Enhanced Integrated Framework
A full background to the Integrated Framework (IF) may be viewed on the EIF website: www.integratedframework.org RTFP has made some contribution to the EIF process through its support to the LDC Group as indicated below.
Briefly, the IF was inaugurated in October 1997 by the IMF, ITC, UNCTAD, UNDP, World Bank and the WTO to provide further support to those Least Developed Countries (LDCs) which had liberalized their economies yet which had not experienced the anticipated growth resulting from that liberalization.
The perception was that although liberalization had addressed the demand-side of the equation, a number of supply-side constraints remained which hindered development and a more balanced, holistic solution was needed.
The IF therefore had two objectives: to mainstream trade into national development plans as well as enabling trade-related technical assistance which had been identified by the relevant country.
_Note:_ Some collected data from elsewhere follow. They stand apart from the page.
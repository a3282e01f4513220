use stepgrid_core::Point;

use crate::engine::Status;
use crate::graph::GridGraph;

/// Walk predecessor links back from the goal and return `[start, ..., goal]`.
///
/// Returns an empty path unless `status` is [`Status::Found`].
pub(crate) fn reconstruct(graph: &GridGraph, status: Status) -> Vec<Point> {
    if status != Status::Found {
        return Vec::new();
    }
    let mut path = Vec::new();
    let mut next = Some(graph.goal_idx());
    while let Some(ci) = next {
        let node = &graph.nodes[ci];
        path.push(node.pos);
        next = node.predecessor;
    }
    path.reverse();
    path
}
The onus was therefore placed upon the LDCs themselves to articulate their needs.
In 2005 the World Bank and IMF endorsed the ‘enhancement’ of the IF which would ensure increased, predictable financial resources to carry out the national Action Matrices; strengthen national capacities to deal with the IF process and, finally, improve the IF decision-making and management structure to ensure effective and timely delivery of the increased financial resources and programmes.
The Enhanced Integrated Framework was therefore centred around three ‘clusters’ : legal and administrative issues; financial issues as well as the in-country operations of the EIF. In this manner it was hoped that the redesign would be more effective in helping the LDCs to mainstream trade into their economies. Much of the work to develop the Enhancement was carried out by the ‘Transition Team’ (working with an EIF Task Force) composed of donors; LDC representatives and Agencies. The Transition Team developed implementation guidelines and proposed a series of regional meetings designed to improve the flow of information to the LDCs as well as to receive feedback for the further improvement of the EIF.
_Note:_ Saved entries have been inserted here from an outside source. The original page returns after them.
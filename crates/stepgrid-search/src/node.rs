use stepgrid_core::Point;

/// Sentinel distance meaning "not reached yet".
pub const UNREACHABLE: i32 = i32::MAX;

/// One grid cell together with its per-run search fields.
///
/// The wall flag and adjacency are fixed while a search runs; everything else
/// is reset when a run starts.
/// Predecessors are flat indices into the owning graph, never references.
#[derive(Debug, Clone)]
pub struct Node {
    pub(crate) pos: Point,
    pub(crate) wall: bool,
    pub(crate) neighbors: Vec<usize>,
    pub(crate) visited: bool,
    pub(crate) expanded: bool,
    pub(crate) distance: i32,
    pub(crate) predecessor: Option<usize>,
    pub(crate) heuristic: i32,
    pub(crate) frontier_score: i32,
}

impl Node {
    pub(crate) fn new(pos: Point, wall: bool) -> Self {
        Self {
            pos,
            wall,
            neighbors: Vec::new(),
            visited: false,
            expanded: false,
            distance: UNREACHABLE,
            predecessor: None,
            heuristic: 0,
            frontier_score: UNREACHABLE,
        }
    }

    /// Return the per-run fields to their baseline values.
    pub(crate) fn reset(&mut self) {
        self.visited = false;
        self.expanded = false;
        self.distance = UNREACHABLE;
        self.predecessor = None;
        self.frontier_score = UNREACHABLE;
    }

    #[inline]
    pub fn pos(&self) -> Point {
        self.pos
    }

    #[inline]
    pub fn row(&self) -> i32 {
        self.pos.row()
    }

    #[inline]
    pub fn col(&self) -> i32 {
        self.pos.col()
    }

    #[inline]
    pub fn is_wall(&self) -> bool {
        self.wall
    }

    /// Whether the node has been inserted into the frontier this run.
    #[inline]
    pub fn is_visited(&self) -> bool {
        self.visited
    }

    /// Whether the node has been popped and expanded this run.
    #[inline]
    pub fn is_expanded(&self) -> bool {
        self.expanded
    }

    /// Tentative distance from the start, or [`UNREACHABLE`].
    #[inline]
    pub fn distance(&self) -> i32 {
        self.distance
    }

    /// Flat index of the node this one was reached from.
    #[inline]
    pub fn predecessor(&self) -> Option<usize> {
        self.predecessor
    }

    /// Manhattan distance to the goal, as of the last A* run.
    #[inline]
    pub fn heuristic(&self) -> i32 {
        self.heuristic
    }

    /// `distance + heuristic` for A*; [`UNREACHABLE`] otherwise.
    #[inline]
    pub fn frontier_score(&self) -> i32 {
        self.frontier_score
    }

    /// Flat indices of the in-bounds cardinal neighbours, in their fixed
    /// shuffled order. Empty for walls.
    #[inline]
    pub fn neighbors(&self) -> &[usize] {
        &self.neighbors
    }
}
In July 2007, as part of its support to the LDC Group, RTFP financed one of these regional meeting in Livingstone, Zambia, for representatives of the 14 LDCs in eastern and southern Africa (plus Yemen) which had either started or completed their Diagnostic Trade Integrated Studies. (These are prepared after a request to participate in the IF process and follow a technical review, the establishment of a national IF Steering Committee and, if possible, the identification of a Donor Facilitator.)
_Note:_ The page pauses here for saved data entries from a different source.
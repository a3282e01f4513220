//! Step-wise shortest-path search on randomly walled grids.
//!
//! This crate animates three classic searches one expansion at a time:
//!
//! - **BFS** with a first-in first-out frontier
//! - **Dijkstra** with a frontier ordered by distance from the start
//! - **A\*** with a frontier ordered by distance plus Manhattan estimate
//!
//! A [`GridGraph`] holds the cells, walls and fixed (shuffled) adjacency. A
//! [`RunController`] owns the graph, starts one run at a time and advances it
//! with [`RunController::tick`]. Between ticks a renderer reads
//! [`RunController::graph`] and the observable engine fields
//! ([`RunController::current`], [`RunController::frontier_len`]). Once the
//! status is [`Status::Found`], [`RunController::path`] returns the solution.
//!
//! ```
//! use rand::SeedableRng;
//! use stepgrid_search::{Algorithm, GridConfig, RunController, Status};
//!
//! let mut rng = rand::rngs::StdRng::seed_from_u64(1);
//! let graph = GridConfig::with_size(12, 12)
//!     .with_wall_probability(0.0)
//!     .build(&mut rng)
//!     .unwrap();
//! let mut rc = RunController::new(graph);
//! rc.start(Algorithm::AStar);
//! while rc.tick() == Status::Running {}
//! assert_eq!(rc.goal_distance(), Some(17));
//! ```

mod config;
mod controller;
mod distance;
mod engine;
mod error;
mod frontier;
mod graph;
mod heuristic;
mod node;
mod path;

pub use config::GridConfig;
pub use controller::RunController;
pub use distance::manhattan;
pub use engine::{Algorithm, Status, StepEngine};
pub use error::{Endpoint, GridError};
pub use graph::GridGraph;
pub use node::{Node, UNREACHABLE};
pub use stepgrid_core::{Point, Range};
The four representatives of each country were brought up to date on the status of the EIF process and the role and function of the EIF Secretariat and the Trust Fund by the Chairman of the Integrated Framework Steering Committee (IFSC) as well as technical advisers in the Secretariat. UNCTAD gave a presentation on mainstreaming the IF process; there was a presentation on the IF process in Malawi and also in Zambia (as well as on the establishment of a National Implementation Unit in Zambia). Presentations were also made on how to develop project proposals for Tier 1 and Tier 2 funding of the IF; the regional dimension of the EIF and its relation to Aid for Trade.
Following this meeting, there was a Pledging Session for the EIF which was held in Stockholm in September 2007. The LDCs statement noted that funds which were pledged would be used, through the Action Matrices, to leverage additional funds from the private sector, development banks, concessionary loans and grants. It also noted that a successful IF process is, for LDCs, a non-conditional step towards accessing finance through Aid for Trade.
In a recent development (August 2008), an IF Executive Director (who is an LDC national) has been appointed to head the IF Executive Secretariat which itself is being accommodated by the WTO.